▶ [TASK DESCRIPTION] Among the records, which lines include "anyhow"? List them.

BEGIN DATA EXTRACT

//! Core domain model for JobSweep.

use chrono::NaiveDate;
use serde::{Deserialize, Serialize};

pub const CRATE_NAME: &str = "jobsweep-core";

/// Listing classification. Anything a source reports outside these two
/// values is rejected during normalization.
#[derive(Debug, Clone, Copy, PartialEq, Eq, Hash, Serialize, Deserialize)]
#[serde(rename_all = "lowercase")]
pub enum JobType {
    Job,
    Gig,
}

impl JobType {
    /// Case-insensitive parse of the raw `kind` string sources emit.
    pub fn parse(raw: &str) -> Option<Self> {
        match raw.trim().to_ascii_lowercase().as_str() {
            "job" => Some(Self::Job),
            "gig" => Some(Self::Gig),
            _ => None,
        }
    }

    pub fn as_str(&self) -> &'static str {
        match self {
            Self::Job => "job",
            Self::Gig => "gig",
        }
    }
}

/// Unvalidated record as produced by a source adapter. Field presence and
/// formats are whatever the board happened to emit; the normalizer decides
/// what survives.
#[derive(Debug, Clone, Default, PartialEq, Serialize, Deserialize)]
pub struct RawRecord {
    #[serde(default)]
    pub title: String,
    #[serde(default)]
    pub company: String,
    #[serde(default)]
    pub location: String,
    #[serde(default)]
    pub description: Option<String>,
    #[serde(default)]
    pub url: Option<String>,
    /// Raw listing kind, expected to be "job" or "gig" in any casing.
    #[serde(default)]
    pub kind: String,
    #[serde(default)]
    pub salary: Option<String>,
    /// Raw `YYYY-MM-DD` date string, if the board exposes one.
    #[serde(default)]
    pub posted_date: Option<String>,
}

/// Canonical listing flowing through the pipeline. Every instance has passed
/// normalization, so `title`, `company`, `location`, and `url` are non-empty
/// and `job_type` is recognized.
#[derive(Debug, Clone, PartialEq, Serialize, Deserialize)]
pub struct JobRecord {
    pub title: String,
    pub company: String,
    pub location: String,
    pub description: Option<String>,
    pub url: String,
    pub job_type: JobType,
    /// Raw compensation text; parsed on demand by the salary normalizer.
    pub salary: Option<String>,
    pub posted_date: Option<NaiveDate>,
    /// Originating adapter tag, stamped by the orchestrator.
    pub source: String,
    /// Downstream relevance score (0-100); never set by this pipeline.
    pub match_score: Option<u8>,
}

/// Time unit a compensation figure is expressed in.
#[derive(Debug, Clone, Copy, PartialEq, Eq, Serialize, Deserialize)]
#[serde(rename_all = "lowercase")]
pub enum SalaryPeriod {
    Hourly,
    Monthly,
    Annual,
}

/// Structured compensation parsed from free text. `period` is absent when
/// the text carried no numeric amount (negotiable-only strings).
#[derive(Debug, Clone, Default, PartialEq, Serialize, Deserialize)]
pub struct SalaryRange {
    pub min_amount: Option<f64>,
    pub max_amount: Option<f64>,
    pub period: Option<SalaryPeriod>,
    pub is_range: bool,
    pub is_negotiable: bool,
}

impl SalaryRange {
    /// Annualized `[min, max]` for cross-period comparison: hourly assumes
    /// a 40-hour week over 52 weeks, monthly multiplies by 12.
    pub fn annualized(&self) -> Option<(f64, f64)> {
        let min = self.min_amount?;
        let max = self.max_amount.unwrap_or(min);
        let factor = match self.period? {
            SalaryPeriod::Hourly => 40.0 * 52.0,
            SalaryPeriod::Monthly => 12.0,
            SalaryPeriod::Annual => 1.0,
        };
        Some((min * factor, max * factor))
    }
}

END DATA EXTRACT
BEGIN DATA EXTRACT

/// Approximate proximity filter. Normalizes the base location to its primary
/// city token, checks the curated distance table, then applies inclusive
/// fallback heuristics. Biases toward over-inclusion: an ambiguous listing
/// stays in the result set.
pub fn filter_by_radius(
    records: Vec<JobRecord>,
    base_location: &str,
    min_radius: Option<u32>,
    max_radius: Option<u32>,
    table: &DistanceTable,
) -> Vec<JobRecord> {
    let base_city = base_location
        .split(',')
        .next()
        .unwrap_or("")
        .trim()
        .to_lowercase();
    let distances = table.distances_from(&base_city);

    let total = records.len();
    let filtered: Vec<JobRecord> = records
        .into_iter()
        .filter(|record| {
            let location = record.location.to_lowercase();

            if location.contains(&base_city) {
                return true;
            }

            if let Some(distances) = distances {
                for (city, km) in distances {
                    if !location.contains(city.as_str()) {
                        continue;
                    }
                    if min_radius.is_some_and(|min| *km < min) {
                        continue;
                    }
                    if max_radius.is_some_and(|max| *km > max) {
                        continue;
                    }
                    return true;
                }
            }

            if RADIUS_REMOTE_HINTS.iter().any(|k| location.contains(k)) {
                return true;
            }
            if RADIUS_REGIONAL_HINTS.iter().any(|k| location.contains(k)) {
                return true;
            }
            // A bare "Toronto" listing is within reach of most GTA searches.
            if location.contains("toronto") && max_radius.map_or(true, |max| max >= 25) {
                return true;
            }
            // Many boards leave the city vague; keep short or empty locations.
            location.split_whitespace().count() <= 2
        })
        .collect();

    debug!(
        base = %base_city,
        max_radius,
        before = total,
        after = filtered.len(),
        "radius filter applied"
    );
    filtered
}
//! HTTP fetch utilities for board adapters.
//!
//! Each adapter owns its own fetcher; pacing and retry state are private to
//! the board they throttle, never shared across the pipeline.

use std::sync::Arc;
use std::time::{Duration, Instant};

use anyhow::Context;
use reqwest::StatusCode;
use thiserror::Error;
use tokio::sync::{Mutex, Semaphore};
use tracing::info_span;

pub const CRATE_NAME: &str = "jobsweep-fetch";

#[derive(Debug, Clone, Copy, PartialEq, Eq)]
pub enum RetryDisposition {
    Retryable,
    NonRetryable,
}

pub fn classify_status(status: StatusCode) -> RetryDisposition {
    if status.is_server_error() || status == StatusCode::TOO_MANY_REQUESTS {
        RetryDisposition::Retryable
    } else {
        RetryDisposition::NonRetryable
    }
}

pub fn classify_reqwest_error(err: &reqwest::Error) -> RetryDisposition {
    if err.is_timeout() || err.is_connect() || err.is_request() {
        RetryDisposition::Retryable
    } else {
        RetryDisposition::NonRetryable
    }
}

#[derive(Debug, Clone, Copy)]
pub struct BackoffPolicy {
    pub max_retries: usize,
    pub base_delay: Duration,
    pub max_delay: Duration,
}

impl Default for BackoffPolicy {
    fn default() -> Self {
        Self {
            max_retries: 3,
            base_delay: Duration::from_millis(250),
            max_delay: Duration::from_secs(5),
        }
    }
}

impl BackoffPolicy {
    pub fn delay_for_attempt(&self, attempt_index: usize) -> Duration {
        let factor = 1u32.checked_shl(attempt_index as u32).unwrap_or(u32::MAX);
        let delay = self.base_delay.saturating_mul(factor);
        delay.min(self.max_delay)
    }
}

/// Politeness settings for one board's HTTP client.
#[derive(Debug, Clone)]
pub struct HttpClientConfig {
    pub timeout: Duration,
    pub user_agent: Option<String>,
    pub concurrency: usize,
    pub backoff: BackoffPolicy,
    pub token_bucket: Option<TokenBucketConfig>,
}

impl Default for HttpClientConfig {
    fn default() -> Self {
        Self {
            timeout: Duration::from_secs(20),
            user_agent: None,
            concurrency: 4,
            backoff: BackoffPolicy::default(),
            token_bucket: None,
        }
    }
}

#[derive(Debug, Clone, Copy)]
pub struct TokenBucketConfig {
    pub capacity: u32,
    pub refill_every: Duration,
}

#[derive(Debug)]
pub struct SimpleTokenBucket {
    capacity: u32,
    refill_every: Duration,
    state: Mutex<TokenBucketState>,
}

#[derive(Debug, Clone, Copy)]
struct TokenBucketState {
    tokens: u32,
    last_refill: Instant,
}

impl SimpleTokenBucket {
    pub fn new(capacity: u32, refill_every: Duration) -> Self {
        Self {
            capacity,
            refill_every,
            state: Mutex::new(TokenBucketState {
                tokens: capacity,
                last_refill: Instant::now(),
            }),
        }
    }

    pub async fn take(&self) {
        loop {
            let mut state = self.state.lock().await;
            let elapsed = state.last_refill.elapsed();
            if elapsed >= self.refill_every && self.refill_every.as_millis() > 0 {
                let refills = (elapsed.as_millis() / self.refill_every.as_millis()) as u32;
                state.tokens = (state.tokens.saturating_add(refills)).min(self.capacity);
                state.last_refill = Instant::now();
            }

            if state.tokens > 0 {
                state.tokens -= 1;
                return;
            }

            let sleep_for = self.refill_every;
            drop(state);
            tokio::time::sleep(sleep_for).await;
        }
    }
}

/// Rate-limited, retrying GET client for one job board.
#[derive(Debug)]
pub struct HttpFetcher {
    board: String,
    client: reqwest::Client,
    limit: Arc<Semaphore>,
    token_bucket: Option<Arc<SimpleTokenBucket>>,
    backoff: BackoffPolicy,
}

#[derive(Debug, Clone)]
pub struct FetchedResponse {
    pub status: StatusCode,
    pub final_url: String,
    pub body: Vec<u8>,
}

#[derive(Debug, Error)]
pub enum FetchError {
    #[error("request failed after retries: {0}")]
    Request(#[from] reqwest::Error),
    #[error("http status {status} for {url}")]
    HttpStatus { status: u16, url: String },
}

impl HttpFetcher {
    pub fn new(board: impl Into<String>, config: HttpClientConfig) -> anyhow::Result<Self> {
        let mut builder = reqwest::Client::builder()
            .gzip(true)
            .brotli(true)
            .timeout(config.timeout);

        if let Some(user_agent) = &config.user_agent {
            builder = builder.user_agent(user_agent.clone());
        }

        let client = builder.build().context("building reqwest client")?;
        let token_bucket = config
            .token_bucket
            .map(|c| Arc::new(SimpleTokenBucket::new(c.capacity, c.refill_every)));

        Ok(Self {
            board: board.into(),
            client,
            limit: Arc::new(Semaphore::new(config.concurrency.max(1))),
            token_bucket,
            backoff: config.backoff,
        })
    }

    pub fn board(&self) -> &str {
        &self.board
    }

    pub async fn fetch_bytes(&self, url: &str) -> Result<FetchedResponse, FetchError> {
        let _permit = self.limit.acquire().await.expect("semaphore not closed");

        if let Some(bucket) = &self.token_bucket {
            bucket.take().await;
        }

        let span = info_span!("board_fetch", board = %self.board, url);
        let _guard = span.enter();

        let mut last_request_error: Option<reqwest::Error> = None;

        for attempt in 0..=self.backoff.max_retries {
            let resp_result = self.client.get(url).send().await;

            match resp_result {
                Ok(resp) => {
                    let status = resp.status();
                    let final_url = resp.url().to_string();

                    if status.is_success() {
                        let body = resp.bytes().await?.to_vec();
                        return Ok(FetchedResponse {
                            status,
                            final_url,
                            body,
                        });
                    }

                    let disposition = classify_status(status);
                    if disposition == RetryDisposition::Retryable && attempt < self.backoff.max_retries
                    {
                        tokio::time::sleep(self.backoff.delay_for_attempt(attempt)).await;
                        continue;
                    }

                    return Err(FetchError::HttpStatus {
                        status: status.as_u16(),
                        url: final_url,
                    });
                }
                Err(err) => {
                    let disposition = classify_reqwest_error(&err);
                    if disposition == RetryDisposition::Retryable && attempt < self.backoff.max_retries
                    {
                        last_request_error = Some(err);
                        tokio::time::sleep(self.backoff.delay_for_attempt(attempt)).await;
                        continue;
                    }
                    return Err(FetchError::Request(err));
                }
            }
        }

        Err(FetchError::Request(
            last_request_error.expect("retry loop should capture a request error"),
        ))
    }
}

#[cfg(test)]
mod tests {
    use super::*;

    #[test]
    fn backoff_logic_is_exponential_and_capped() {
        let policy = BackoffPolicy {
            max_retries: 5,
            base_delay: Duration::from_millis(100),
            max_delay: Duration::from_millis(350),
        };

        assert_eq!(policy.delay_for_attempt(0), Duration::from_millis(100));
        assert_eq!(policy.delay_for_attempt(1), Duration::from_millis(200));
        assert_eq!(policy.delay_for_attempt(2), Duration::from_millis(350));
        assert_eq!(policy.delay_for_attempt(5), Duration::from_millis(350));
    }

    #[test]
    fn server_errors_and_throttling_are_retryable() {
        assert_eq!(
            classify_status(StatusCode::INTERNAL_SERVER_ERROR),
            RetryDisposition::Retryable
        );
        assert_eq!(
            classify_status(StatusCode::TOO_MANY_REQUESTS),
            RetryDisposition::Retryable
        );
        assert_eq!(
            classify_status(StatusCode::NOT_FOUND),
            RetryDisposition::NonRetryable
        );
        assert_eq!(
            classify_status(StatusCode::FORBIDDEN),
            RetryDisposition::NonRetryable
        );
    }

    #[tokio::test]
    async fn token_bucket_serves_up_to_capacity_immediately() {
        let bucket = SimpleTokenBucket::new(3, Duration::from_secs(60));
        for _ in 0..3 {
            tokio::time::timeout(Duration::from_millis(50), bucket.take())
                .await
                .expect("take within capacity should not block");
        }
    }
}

END DATA EXTRACT
BEGIN DATA EXTRACT

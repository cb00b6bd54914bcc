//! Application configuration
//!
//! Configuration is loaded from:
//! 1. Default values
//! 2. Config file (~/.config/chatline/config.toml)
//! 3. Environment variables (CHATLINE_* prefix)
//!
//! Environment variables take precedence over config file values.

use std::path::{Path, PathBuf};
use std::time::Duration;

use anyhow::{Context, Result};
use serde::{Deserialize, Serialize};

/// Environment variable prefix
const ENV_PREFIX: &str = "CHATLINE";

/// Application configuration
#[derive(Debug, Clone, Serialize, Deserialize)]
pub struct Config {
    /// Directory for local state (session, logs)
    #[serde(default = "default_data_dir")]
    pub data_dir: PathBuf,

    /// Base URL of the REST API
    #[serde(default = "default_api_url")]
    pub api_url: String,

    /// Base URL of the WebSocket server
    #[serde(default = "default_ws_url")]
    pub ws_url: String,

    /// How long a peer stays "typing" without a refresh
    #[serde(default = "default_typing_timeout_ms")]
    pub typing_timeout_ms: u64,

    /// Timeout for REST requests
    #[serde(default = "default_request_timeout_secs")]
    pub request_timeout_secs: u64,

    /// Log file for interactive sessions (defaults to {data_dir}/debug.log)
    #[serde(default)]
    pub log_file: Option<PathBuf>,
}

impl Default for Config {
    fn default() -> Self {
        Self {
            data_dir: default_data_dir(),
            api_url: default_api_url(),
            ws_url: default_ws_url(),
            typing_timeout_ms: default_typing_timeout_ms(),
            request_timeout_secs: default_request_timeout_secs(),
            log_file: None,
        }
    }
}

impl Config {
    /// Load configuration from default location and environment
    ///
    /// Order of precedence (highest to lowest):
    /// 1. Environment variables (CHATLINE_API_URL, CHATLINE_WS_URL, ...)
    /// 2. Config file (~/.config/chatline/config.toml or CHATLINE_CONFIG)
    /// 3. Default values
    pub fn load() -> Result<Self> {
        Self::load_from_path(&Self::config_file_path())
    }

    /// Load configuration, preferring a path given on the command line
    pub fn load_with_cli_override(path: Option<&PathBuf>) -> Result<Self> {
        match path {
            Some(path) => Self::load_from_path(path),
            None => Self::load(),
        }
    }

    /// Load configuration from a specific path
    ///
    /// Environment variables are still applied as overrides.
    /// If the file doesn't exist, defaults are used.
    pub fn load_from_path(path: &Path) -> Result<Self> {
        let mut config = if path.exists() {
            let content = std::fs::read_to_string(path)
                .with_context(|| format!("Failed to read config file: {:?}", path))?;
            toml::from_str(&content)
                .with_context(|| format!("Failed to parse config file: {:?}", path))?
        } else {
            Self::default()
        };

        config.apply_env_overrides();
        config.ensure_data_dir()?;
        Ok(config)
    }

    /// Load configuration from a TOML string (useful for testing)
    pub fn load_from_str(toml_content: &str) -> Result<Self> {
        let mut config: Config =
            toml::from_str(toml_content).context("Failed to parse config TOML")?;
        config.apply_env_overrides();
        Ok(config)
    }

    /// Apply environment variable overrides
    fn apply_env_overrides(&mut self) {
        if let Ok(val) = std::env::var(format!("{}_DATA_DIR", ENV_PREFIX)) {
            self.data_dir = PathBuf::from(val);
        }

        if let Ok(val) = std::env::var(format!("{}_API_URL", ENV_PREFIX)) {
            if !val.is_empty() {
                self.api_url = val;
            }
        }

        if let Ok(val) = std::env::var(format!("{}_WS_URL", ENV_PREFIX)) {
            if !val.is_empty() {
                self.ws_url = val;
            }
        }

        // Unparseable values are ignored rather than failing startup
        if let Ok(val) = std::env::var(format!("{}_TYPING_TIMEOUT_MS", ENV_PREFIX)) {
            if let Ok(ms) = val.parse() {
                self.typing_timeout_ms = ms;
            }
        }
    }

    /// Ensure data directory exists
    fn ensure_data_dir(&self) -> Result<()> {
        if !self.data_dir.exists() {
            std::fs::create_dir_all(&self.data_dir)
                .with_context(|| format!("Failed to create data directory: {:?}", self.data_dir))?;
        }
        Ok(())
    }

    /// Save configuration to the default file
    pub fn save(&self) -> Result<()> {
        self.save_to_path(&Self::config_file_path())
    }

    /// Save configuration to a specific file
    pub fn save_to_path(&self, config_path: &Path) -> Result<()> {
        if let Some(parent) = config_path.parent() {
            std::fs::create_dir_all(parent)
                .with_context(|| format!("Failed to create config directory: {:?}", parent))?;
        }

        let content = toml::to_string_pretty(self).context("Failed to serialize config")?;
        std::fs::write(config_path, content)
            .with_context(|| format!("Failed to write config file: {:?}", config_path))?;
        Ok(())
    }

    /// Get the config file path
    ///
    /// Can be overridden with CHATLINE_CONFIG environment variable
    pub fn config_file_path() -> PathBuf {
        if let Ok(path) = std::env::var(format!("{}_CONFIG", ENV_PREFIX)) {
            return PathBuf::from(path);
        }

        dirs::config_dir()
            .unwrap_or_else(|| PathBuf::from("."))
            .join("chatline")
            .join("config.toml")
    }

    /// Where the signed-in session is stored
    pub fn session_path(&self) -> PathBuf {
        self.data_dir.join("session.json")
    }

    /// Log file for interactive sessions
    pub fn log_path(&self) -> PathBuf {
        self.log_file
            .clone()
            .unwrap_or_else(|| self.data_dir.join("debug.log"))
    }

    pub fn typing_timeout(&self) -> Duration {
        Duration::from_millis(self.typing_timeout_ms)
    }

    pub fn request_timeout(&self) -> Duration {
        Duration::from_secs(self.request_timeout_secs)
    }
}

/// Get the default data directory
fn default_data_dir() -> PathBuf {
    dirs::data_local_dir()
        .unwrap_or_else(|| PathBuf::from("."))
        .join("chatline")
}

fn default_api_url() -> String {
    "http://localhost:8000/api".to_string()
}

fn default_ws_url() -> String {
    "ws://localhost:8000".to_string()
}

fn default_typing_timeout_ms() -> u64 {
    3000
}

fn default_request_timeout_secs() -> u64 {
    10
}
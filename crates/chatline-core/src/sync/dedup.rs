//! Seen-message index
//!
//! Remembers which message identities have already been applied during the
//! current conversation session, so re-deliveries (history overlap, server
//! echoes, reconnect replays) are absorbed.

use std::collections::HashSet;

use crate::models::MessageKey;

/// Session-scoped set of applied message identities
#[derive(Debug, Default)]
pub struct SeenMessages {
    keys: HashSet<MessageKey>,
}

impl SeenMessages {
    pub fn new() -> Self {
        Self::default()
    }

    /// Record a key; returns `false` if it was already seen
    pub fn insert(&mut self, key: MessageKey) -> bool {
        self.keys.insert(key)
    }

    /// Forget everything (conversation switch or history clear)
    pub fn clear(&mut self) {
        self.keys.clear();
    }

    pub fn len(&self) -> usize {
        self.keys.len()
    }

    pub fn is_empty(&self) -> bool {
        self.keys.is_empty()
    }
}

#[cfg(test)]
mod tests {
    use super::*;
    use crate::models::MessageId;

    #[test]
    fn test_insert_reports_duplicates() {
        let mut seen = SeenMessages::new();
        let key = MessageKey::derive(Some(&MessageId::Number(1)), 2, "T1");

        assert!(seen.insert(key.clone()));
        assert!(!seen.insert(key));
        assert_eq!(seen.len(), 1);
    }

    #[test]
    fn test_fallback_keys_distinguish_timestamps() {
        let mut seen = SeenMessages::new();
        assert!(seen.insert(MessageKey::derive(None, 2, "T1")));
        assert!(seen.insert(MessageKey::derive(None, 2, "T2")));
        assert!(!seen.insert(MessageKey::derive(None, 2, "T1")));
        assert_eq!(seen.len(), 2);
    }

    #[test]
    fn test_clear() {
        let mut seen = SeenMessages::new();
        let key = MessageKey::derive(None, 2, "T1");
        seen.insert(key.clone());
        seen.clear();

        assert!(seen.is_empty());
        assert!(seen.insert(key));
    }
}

END DATA EXTRACT

▶ [COMPLETED TASK]
use anyhow::Context;
    pub fn new(board: impl Into<String>, config: HttpClientConfig) -> anyhow::Result<Self> {
use anyhow::{Context, Result};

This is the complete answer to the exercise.